"ESRAM is dedicated RAM, its 32 megabytes, it sits right next to the GPU, in fact its on the other side of the GPU from the buses that talk to the rest of the system, so the GPU is the only thing that can see this memory.
And what it does is that it gives you very very high bandwidth output, and read capability from the GPU as well. This is useful because in a lot of cases, especially when we have as large content as we have today and five gigabytes that could potentially be touched to render something, anything that we can move to memory that has a bandwidth thats on the order of 2 to 10 x faster than the regular system memory is gonna be a huge win.
So this is where you put things that you gonna read a lot like a shadow map, put things that you draw to a lot, like your back buffer
We have resource creation settings that allow you to put things into there, and dont have to all reside in the ESRAM, there can be pieces of it that can reside in regular memory as well.

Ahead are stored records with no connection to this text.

//! Mathematical utility functions.
//!
//! # Pitch
//!
//! - [`midi_to_freq`] - Equal-tempered MIDI note to Hz (A4 = 440 Hz)
//! - [`cents_to_ratio`] - Detune amount to frequency ratio
//!
//! # Ranges
//!
//! - [`clamp`] / [`clamp01`] - Value limiting
//! - [`normalize`] - Map a value inside `[lo, hi]` onto `[0, 1]`
//!
//! # Output
//!
//! - [`soft_clip`] - Smooth saturation keeping the mix inside (-1, 1)

use libm::{powf, tanhf};

/// Convert a MIDI note number to frequency in Hz.
///
/// Standard tuning: A4 (MIDI note 69) = 440 Hz.
///
/// # Example
/// ```rust
/// use bellows_core::midi_to_freq;
///
/// assert!((midi_to_freq(60.0) - 261.63).abs() < 0.01);
/// ```
#[inline]
pub fn midi_to_freq(note: f32) -> f32 {
    440.0 * powf(2.0, (note - 69.0) / 12.0)
}

/// Convert a cents offset to a frequency ratio.
///
/// 100 cents = 1 semitone, 1200 cents = 1 octave.
#[inline]
pub fn cents_to_ratio(cents: f32) -> f32 {
    powf(2.0, cents / 1200.0)
}

/// Soft clip using hyperbolic tangent.
///
/// Transparent near zero, approaches ±1 asymptotically for dense chords.
///
/// # Returns
/// Soft-clipped output in range (-1, 1)
#[inline]
pub fn soft_clip(x: f32) -> f32 {
    tanhf(x)
}

/// Clamp value to range.
#[inline]
pub fn clamp(x: f32, min: f32, max: f32) -> f32 {
    if x < min {
        min
    } else if x > max {
        max
    } else {
        x
    }
}

/// Clamp value to `[0, 1]`. NaN maps to 0.
#[inline]
pub fn clamp01(x: f32) -> f32 {
    if x.is_nan() { 0.0 } else { clamp(x, 0.0, 1.0) }
}

/// Map `x` from `[lo, hi]` onto `[0, 1]`, clamping outside the range.
///
/// A degenerate range (`hi <= lo`) acts as a step at `lo`.
///
/// # Example
/// ```rust
/// use bellows_core::normalize;
///
/// assert_eq!(normalize(60.0, 10.0, 110.0), 0.5);
/// assert_eq!(normalize(200.0, 10.0, 110.0), 1.0);
/// ```
#[inline]
pub fn normalize(x: f32, lo: f32, hi: f32) -> f32 {
    if hi <= lo {
        return if x >= lo { 1.0 } else { 0.0 };
    }
    clamp01((x - lo) / (hi - lo))
}
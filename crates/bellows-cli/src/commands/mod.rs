//! CLI command implementations.

pub mod common;
pub mod config;
pub mod devices;
pub mod play;
pub mod render;
pub mod scales;
//! Scales bundled with bellows.
//!
//! Western modes plus a handful of Hindustani thaats, the latter being the
//! harmonium's home repertoire. All scales are rooted on C; the root can be
//! moved per scale in user configuration.

use crate::scale::ScaleDefinition;

/// Name of the scale selected when nothing else is configured.
pub const DEFAULT_SCALE: &str = "Major";

const FACTORY: &[(&str, &[u8])] = &[
    ("Major", &[2, 2, 1, 2, 2, 2, 1]),
    ("Natural Minor", &[2, 1, 2, 2, 1, 2, 2]),
    ("Harmonic Minor", &[2, 1, 2, 2, 1, 3, 1]),
    ("Dorian", &[2, 1, 2, 2, 2, 1, 2]),
    ("Mixolydian", &[2, 2, 1, 2, 2, 1, 2]),
    ("Major Pentatonic", &[2, 2, 3, 2, 3]),
    ("Minor Pentatonic", &[3, 2, 2, 3, 2]),
    ("Blues", &[3, 2, 1, 1, 3, 2]),
    // Sa re Ga ma Pa dha Ni
    ("Bhairav", &[1, 3, 1, 2, 1, 3, 1]),
    // Sa Re Ga Ma(tivra) Pa Dha Ni
    ("Yaman", &[2, 2, 2, 1, 2, 2, 1]),
    // Sa Re ga ma Pa Dha ni
    ("Kafi", &[2, 1, 2, 2, 2, 1, 2]),
    // Sa re ga ma Pa dha ni
    ("Bhairavi", &[1, 2, 2, 2, 1, 2, 2]),
    ("Chromatic", &[1; 12]),
];

/// All factory scales in display order, rooted on C.
pub fn factory_scales() -> Vec<ScaleDefinition> {
    FACTORY
        .iter()
        .map(|(name, intervals)| ScaleDefinition::new(*name, 0, intervals.to_vec()))
        .collect()
}
//! Key events to engine note commands.

use bellows_config::{ConfigError, NamingMode, ScaleMap};
use bellows_synth::{EngineControl, MidiNote};

use crate::keys::{KeyCode, KeyLayout};

/// Receiver of raw keyboard events.
pub trait InputSink {
    /// A key went down. `is_repeat` is set for OS auto-repeat events.
    fn on_key_down(&mut self, key: KeyCode, is_repeat: bool);
    /// A key came up.
    fn on_key_up(&mut self, key: KeyCode);
}

/// Routes key events through the layout and active scale to an engine.
///
/// Each held key remembers the note it started, so releasing a key after a
/// scale change releases the right note.
///
/// # Example
///
/// ```rust
/// use bellows_config::InstrumentConfig;
/// use bellows_platform::{InputRouter, InputSink, KeyCode, KeyLayout};
/// use bellows_synth::{EngineSettings, VoiceEngine};
///
/// let layout = KeyLayout::harmonium();
/// let scales = InstrumentConfig::default().scale_map(layout.len()).unwrap();
/// let mut router = InputRouter::new(layout, scales, VoiceEngine::new(EngineSettings::default()));
///
/// let d = KeyCode::from_char('d').unwrap();
/// router.on_key_down(d, false);
/// assert!(router.engine().voice_for(64).is_some());
/// ```
#[derive(Debug)]
pub struct InputRouter<E> {
    layout: KeyLayout,
    scales: ScaleMap,
    engine: E,
    held: Vec<(KeyCode, MidiNote)>,
}

impl<E: EngineControl> InputRouter<E> {
    /// Creates a router.
    pub fn new(layout: KeyLayout, scales: ScaleMap, engine: E) -> Self {
        let held = Vec::with_capacity(layout.len());
        Self {
            layout,
            scales,
            engine,
            held,
        }
    }

    /// Switches the active scale. Held notes keep sounding.
    pub fn select_scale(&mut self, name: &str) -> Result<(), ConfigError> {
        self.scales.select_scale(name)?;
        tracing::info!(scale = name, "scale changed");
        Ok(())
    }

    /// Activates the next scale and returns its name.
    pub fn next_scale(&mut self) -> &str {
        let name = self.scales.select_next();
        tracing::info!(scale = name, "scale changed");
        name
    }

    /// Changes the label convention.
    pub fn set_naming_mode(&mut self, mode: NamingMode) {
        self.scales.set_naming_mode(mode);
    }

    /// Releases every held key.
    pub fn release_all(&mut self) {
        for (_, note) in self.held.drain(..) {
            self.engine.note_off(note);
        }
    }

    /// Notes currently held down, in press order.
    pub fn held_notes(&self) -> impl Iterator<Item = MidiNote> + '_ {
        self.held.iter().map(|&(_, note)| note)
    }

    /// Whether `key` is currently held.
    pub fn is_held(&self, key: KeyCode) -> bool {
        self.held.iter().any(|&(k, _)| k == key)
    }

    /// The scale map.
    pub fn scale_map(&self) -> &ScaleMap {
        &self.scales
    }

    /// The key layout.
    pub fn layout(&self) -> &KeyLayout {
        &self.layout
    }

    /// The engine receiving commands.
    pub fn engine(&self) -> &E {
        &self.engine
    }

    /// Mutable access to the engine.
    pub fn engine_mut(&mut self) -> &mut E {
        &mut self.engine
    }

    fn resolve(&self, key: KeyCode) -> Option<MidiNote> {
        let position = self.layout.position_of(key)?;
        self.scales.note_for_position(position)
    }
}

impl<E: EngineControl> InputSink for InputRouter<E> {
    fn on_key_down(&mut self, key: KeyCode, is_repeat: bool) {
        if is_repeat || self.is_held(key) {
            return;
        }
        let Some(note) = self.resolve(key) else {
            return;
        };
        tracing::debug!(key = key.raw(), note, "key down");
        self.held.push((key, note));
        self.engine.note_on(note);
    }

    fn on_key_up(&mut self, key: KeyCode) {
        let note = match self.held.iter().position(|&(k, _)| k == key) {
            Some(idx) => self.held.swap_remove(idx).1,
            None => match self.resolve(key) {
                Some(note) => note,
                None => return,
            },
        };
        // Two keys can resolve to the same note at the top of the MIDI range.
        if self.held.iter().any(|&(_, n)| n == note) {
            return;
        }
        tracing::debug!(key = key.raw(), note, "key up");
        self.engine.note_off(note);
    }
}

#[cfg(test)]
mod tests {
    use super::*;
    use bellows_config::InstrumentConfig;

    /// Records commands instead of sounding them.
    #[derive(Debug, Default)]
    struct Recorder {
        events: Vec<(&'static str, MidiNote)>,
    }

    impl EngineControl for Recorder {
        fn note_on(&mut self, note: MidiNote) {
            self.events.push(("on", note));
        }

        fn note_off(&mut self, note: MidiNote) {
            self.events.push(("off", note));
        }

        fn set_master_volume(&mut self, _volume: f32) {}
    }

    fn router() -> InputRouter<Recorder> {
        let layout = KeyLayout::harmonium();
        let scales = InstrumentConfig::default().scale_map(layout.len()).unwrap();
        InputRouter::new(layout, scales, Recorder::default())
    }

    fn key(c: char) -> KeyCode {
        KeyCode::from_char(c).unwrap()
    }

    #[test]
    fn test_key_down_up() {
        let mut router = router();
        router.on_key_down(key('a'), false);
        router.on_key_up(key('a'));
        assert_eq!(router.engine().events, vec![("on", 60), ("off", 60)]);
    }

    #[test]
    fn test_repeat_ignored() {
        let mut router = router();
        router.on_key_down(key('s'), false);
        router.on_key_down(key('s'), true);
        router.on_key_down(key('s'), true);
        assert_eq!(router.engine().events, vec![("on", 62)]);
    }

    #[test]
    fn test_second_down_without_repeat_flag_ignored() {
        let mut router = router();
        router.on_key_down(key('s'), false);
        router.on_key_down(key('s'), false);
        assert_eq!(router.engine().events.len(), 1);
    }

    #[test]
    fn test_unmapped_key_ignored() {
        let mut router = router();
        router.on_key_down(key('z'), false);
        router.on_key_up(key('z'));
        router.on_key_down(KeyCode::from_raw(0x7F), false);
        assert!(router.engine().events.is_empty());
    }

    #[test]
    fn test_scale_change_releases_original_note() {
        let mut router = router();
        router.on_key_down(key('f'), false); // Major degree 3 = F4
        router.select_scale("Bhairav").unwrap();
        router.on_key_up(key('f'));
        router.on_key_down(key('s'), false); // Bhairav degree 1 = Db4
        assert_eq!(
            router.engine().events,
            vec![("on", 65), ("off", 65), ("on", 61)]
        );
    }

    #[test]
    fn test_invalid_scale_keeps_current() {
        let mut router = router();
        assert!(router.select_scale("Nope").is_err());
        assert_eq!(router.scale_map().active_name(), "Major");
    }

    #[test]
    fn test_release_all() {
        let mut router = router();
        router.on_key_down(key('a'), false);
        router.on_key_down(key('d'), false);
        router.release_all();
        assert_eq!(router.held_notes().count(), 0);
        let offs: Vec<_> = router
            .engine()
            .events
            .iter()
            .filter(|(kind, _)| *kind == "off")
            .map(|&(_, n)| n)
            .collect();
        assert_eq!(offs, vec![60, 64]);
    }

    #[test]
    fn test_key_up_without_down_releases_resolved_note() {
        let mut router = router();
        router.on_key_up(key('a'));
        assert_eq!(router.engine().events, vec![("off", 60)]);
    }
}
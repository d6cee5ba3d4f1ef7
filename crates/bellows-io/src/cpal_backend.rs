//! cpal-based audio output (CoreAudio, ALSA, WASAPI).

use crate::backend::{
    AudioBackend, BackendStreamConfig, ErrorCallback, OutputCallback, StreamHandle,
};
use crate::stream::device_name;
use crate::{AudioDevice, Error, Result};
use cpal::Host;
use cpal::traits::{DeviceTrait, HostTrait, StreamTrait};

/// cpal-based audio backend using the platform's default host.
pub struct CpalBackend {
    host: Host,
}

impl CpalBackend {
    /// Connect to the platform's default audio host.
    pub fn new() -> Self {
        let host = cpal::default_host();
        tracing::info!(host = host.id().name(), "cpal backend initialized");
        Self { host }
    }

    /// Find an output device whose name contains `name` (case-insensitive),
    /// or the default device.
    fn find_output_device(&self, name: Option<&str>) -> Result<cpal::Device> {
        let Some(search) = name else {
            return self.host.default_output_device().ok_or(Error::NoDevice);
        };
        let search_lower = search.to_lowercase();
        let devices = self
            .host
            .output_devices()
            .map_err(|e| Error::Stream(e.to_string()))?;

        for device in devices {
            if let Ok(dev_name) = device_name(&device)
                && dev_name.to_lowercase().contains(search_lower.as_str())
            {
                return Ok(device);
            }
        }
        Err(Error::DeviceNotFound(format!(
            "no output device matching '{search}'"
        )))
    }
}

impl Default for CpalBackend {
    fn default() -> Self {
        Self::new()
    }
}

impl std::fmt::Debug for CpalBackend {
    fn fmt(&self, f: &mut std::fmt::Formatter<'_>) -> std::fmt::Result {
        f.debug_struct("CpalBackend")
            .field("host", &self.host.id().name())
            .finish()
    }
}

impl AudioBackend for CpalBackend {
    fn name(&self) -> &'static str {
        "cpal"
    }

    fn list_devices(&self) -> Result<Vec<AudioDevice>> {
        crate::stream::list_devices()
    }

    fn default_output_device(&self) -> Result<Option<AudioDevice>> {
        crate::stream::default_output_device()
    }

    fn build_output_stream(
        &self,
        config: &BackendStreamConfig,
        mut callback: OutputCallback,
        mut error_callback: ErrorCallback,
    ) -> Result<StreamHandle> {
        let device = self.find_output_device(config.device_name.as_deref())?;

        let stream_config = cpal::StreamConfig {
            channels: config.channels,
            sample_rate: config.sample_rate,
            buffer_size: cpal::BufferSize::Fixed(config.buffer_size),
        };

        let stream = device
            .build_output_stream(
                &stream_config,
                move |data: &mut [f32], _: &cpal::OutputCallbackInfo| {
                    callback(data);
                },
                move |err| {
                    error_callback(&err.to_string());
                },
                None,
            )
            .map_err(|e| Error::Stream(e.to_string()))?;

        stream.play().map_err(|e| Error::Stream(e.to_string()))?;
        tracing::info!(
            device = device_name(&device).unwrap_or_default(),
            channels = config.channels,
            sample_rate = config.sample_rate,
            buffer_size = config.buffer_size,
            "output stream started"
        );

        Ok(StreamHandle::new(stream))
    }
}
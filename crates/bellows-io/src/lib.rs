//! Audio output for the bellows harmonium.
//!
//! This crate provides:
//!
//! - **Live output**: [`CpalBackend`] behind the [`AudioBackend`] trait, with
//!   [`ChannelFanout`] spreading the mono instrument across device channels
//! - **Device discovery**: [`list_devices`] and [`default_output_device`]
//! - **WAV files**: [`write_wav`] for offline renders, [`read_wav`] and
//!   [`read_wav_info`] for checking them
//!
//! ## Quick Start
//!
//! ```rust,ignore
//! use bellows_io::{AudioBackend, BackendStreamConfig, ChannelFanout, CpalBackend};
//!
//! let backend = CpalBackend::new();
//! let config = BackendStreamConfig::default();
//! let mut fanout = ChannelFanout::new(|mono: &mut [f32]| mono.fill(0.0), config.channels, 1024);
//! let stream = backend.build_output_stream(
//!     &config,
//!     Box::new(move |data| fanout.process(data)),
//!     Box::new(|err| tracing::error!(err, "audio stream error")),
//! )?;
//! // Audio plays until `stream` is dropped.
//! ```

pub mod backend;
pub mod cpal_backend;
mod stream;
mod wav;

pub use backend::{AudioBackend, BackendStreamConfig, ErrorCallback, OutputCallback, StreamHandle};
pub use cpal_backend::CpalBackend;
pub use stream::{AudioDevice, ChannelFanout, default_output_device, list_devices};
pub use wav::{WavFormat, WavInfo, WavSpec, read_wav, read_wav_info, write_wav};

/// Error types for audio I/O operations.
#[derive(Debug, thiserror::Error)]
pub enum Error {
    /// WAV file read/write error.
    #[error("WAV file error: {0}")]
    Wav(#[from] hound::Error),

    /// Audio stream setup or runtime error.
    #[error("Audio stream error: {0}")]
    Stream(String),

    /// No audio device available on the system.
    #[error("No audio output device available")]
    NoDevice,

    /// The requested audio device was not found.
    #[error("Device not found: {0}")]
    DeviceNotFound(String),

    /// Standard I/O error.
    #[error("IO error: {0}")]
    Io(#[from] std::io::Error),
}

/// Convenience result type for audio I/O operations.
pub type Result<T> = std::result::Result<T, Error>;
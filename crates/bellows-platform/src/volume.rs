//! Master volume selection and slew limiting.

use bellows_core::{SlewLimiter, clamp01};

/// Chooses between air pressure and a fixed volume, and limits how fast
/// the master volume may move.
///
/// The output never changes by more than `fade rate * dt` per update, so
/// flipping the air-pressure toggle, or a sudden jump in the sensor,
/// ramps instead of clicking.
///
/// # Example
///
/// ```rust
/// use bellows_platform::VolumeController;
///
/// // 20 ms full-scale fades
/// let mut volume = VolumeController::new(true, 0.8, 20.0);
/// let v = volume.update(1.0, 0.005);
/// assert!((v - 0.25).abs() < 1e-6);
/// ```
#[derive(Debug, Clone)]
pub struct VolumeController {
    air_pressure_enabled: bool,
    default_volume: f32,
    slew: SlewLimiter,
}

impl VolumeController {
    /// Create a controller starting from silence.
    ///
    /// # Arguments
    /// * `air_pressure_enabled` - Follow the sensor (`true`) or `default_volume`
    /// * `default_volume` - Volume used when air pressure is off
    /// * `fade_time_ms` - Time for a full-scale volume change
    pub fn new(air_pressure_enabled: bool, default_volume: f32, fade_time_ms: f32) -> Self {
        Self {
            air_pressure_enabled,
            default_volume: clamp01(default_volume),
            // Only `advance_by` is used, so the sample rate is irrelevant.
            slew: SlewLimiter::from_time(0.0, 1.0, fade_time_ms, 1.0),
        }
    }

    /// Move toward the current target by at most one update's worth.
    ///
    /// `air_pressure` is ignored while the toggle is off.
    pub fn update(&mut self, air_pressure: f32, dt: f32) -> f32 {
        let target = if self.air_pressure_enabled {
            clamp01(air_pressure)
        } else {
            self.default_volume
        };
        self.slew.set_target(target);
        self.slew.advance_by(dt)
    }

    /// Switch between sensor-driven and fixed volume.
    pub fn set_air_pressure_enabled(&mut self, enabled: bool) {
        if enabled != self.air_pressure_enabled {
            tracing::info!(enabled, "air pressure toggled");
        }
        self.air_pressure_enabled = enabled;
    }

    /// Whether volume follows the sensor.
    #[inline]
    pub fn air_pressure_enabled(&self) -> bool {
        self.air_pressure_enabled
    }

    /// Latest output.
    #[inline]
    pub fn volume(&self) -> f32 {
        self.slew.get()
    }

    /// Largest change one update of length `dt` may make.
    #[inline]
    pub fn max_step(&self, dt: f32) -> f32 {
        self.slew.rate() * dt
    }
}
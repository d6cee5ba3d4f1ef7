//! One step of the sensor → volume control loop.

use bellows_config::InstrumentConfig;
use bellows_synth::EngineControl;

use crate::sensor::{AngleSensor, SensorSampler};
use crate::volume::VolumeController;

/// What one control tick observed and applied.
#[derive(Debug, Clone, Copy, PartialEq)]
pub struct ControlSnapshot {
    /// Lid angle in degrees (last good reading).
    pub angle_degrees: f64,
    /// Derived air pressure.
    pub air_pressure: f32,
    /// Master volume sent to the engine.
    pub volume: f32,
    /// False while the sensor is failing.
    pub sensor_ok: bool,
}

/// Samples the lid and drives the engine's master volume.
///
/// Call [`tick`](Self::tick) at the configured poll rate from the control
/// thread. Works with any [`EngineControl`], so the same loop drives an
/// engine directly (offline) or through a realtime handle.
#[derive(Debug)]
pub struct ControlLoop<S> {
    sampler: SensorSampler<S>,
    volume: VolumeController,
    last_tick: Option<f64>,
}

impl<S: AngleSensor> ControlLoop<S> {
    /// Create a loop from its parts.
    pub fn new(sampler: SensorSampler<S>, volume: VolumeController) -> Self {
        Self {
            sampler,
            volume,
            last_tick: None,
        }
    }

    /// Create a loop configured from `config`.
    pub fn from_config(sensor: S, config: &InstrumentConfig) -> Self {
        Self::new(
            SensorSampler::new(sensor, &config.sensor),
            VolumeController::new(
                config.air_pressure_enabled,
                config.default_volume,
                config.engine.fade_time_ms,
            ),
        )
    }

    /// Sample the sensor at `now` (seconds) and push the resulting volume.
    pub fn tick<E: EngineControl + ?Sized>(&mut self, now: f64, engine: &mut E) -> ControlSnapshot {
        let dt = self
            .last_tick
            .map(|t| now - t)
            .filter(|dt| dt.is_finite() && *dt > 0.0)
            .unwrap_or(0.0);
        self.last_tick = Some(now);

        let angle_degrees = self.sampler.sample(now);
        let air_pressure = self.sampler.air_pressure();
        let volume = self.volume.update(air_pressure, dt as f32);
        engine.set_master_volume(volume);

        ControlSnapshot {
            angle_degrees,
            air_pressure,
            volume,
            sensor_ok: self.sampler.consecutive_failures() == 0,
        }
    }

    /// The sensor sampler.
    pub fn sampler(&self) -> &SensorSampler<S> {
        &self.sampler
    }

    /// Mutable access to the sensor sampler.
    pub fn sampler_mut(&mut self) -> &mut SensorSampler<S> {
        &mut self.sampler
    }

    /// The volume controller.
    pub fn volume(&self) -> &VolumeController {
        &self.volume
    }

    /// Mutable access to the volume controller.
    pub fn volume_mut(&mut self) -> &mut VolumeController {
        &mut self.volume
    }
}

So for example if Im a racing game, and I know that the top third of my screen is usually sky and that sky doesnt get touched very much, great, lets leave that in regular memory, but with the fast memory down here were gonna draw the cars. This works practically for any D3D resource there is, buffers, textures of any flavors
Theres no CPU access here, because the CPU cant see it, and its gotta get through the GPU to get to it, and we didnt enable that.
So the last thing you have to do to get it all composited up is to get it copied over to main memory. That copy over to main memory is really fatst, and it doesnt use any CPU or GPU time either, because we have DNA engines that actually do that for you in the console. This is how you get to 1080p, this is how you run at 60 frames per second
period, if youre bottlenecked by graphics."